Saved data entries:
- - -

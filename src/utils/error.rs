use thiserror::Error;

/// Structural problems with an MRZ line. The validator cannot reason about a
/// line that fails these checks, so they abort the call.
#[derive(Debug, Clone, PartialEq, Eq, Error)]
pub enum MrzFormatError {
    #[error("MRZ line must be {expected} characters, got {actual}")]
    WrongLength { expected: usize, actual: usize },
    #[error("check digit at position {position} is not a decimal digit: {found:?}")]
    InvalidCheckDigitChar { position: usize, found: char },
}

#[derive(Debug, Error)]
pub enum PassportError {
    #[error("MRZ format error: {0}")]
    MrzFormat(#[from] MrzFormatError),
    #[error("MRZ extraction error: {0}")]
    MrzExtractionError(String),
    #[error("OCR error: {0}")]
    OcrError(String),
    #[error("IO error: {0}")]
    IoError(String),
    #[error("Invalid date: {0}")]
    InvalidDate(String),
}

impl From<std::io::Error> for PassportError {
    fn from(err: std::io::Error) -> Self {
        PassportError::IoError(err.to_string())
    }
}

- - -

Answer with one number only: how many lines in the data contain the word "found"?

2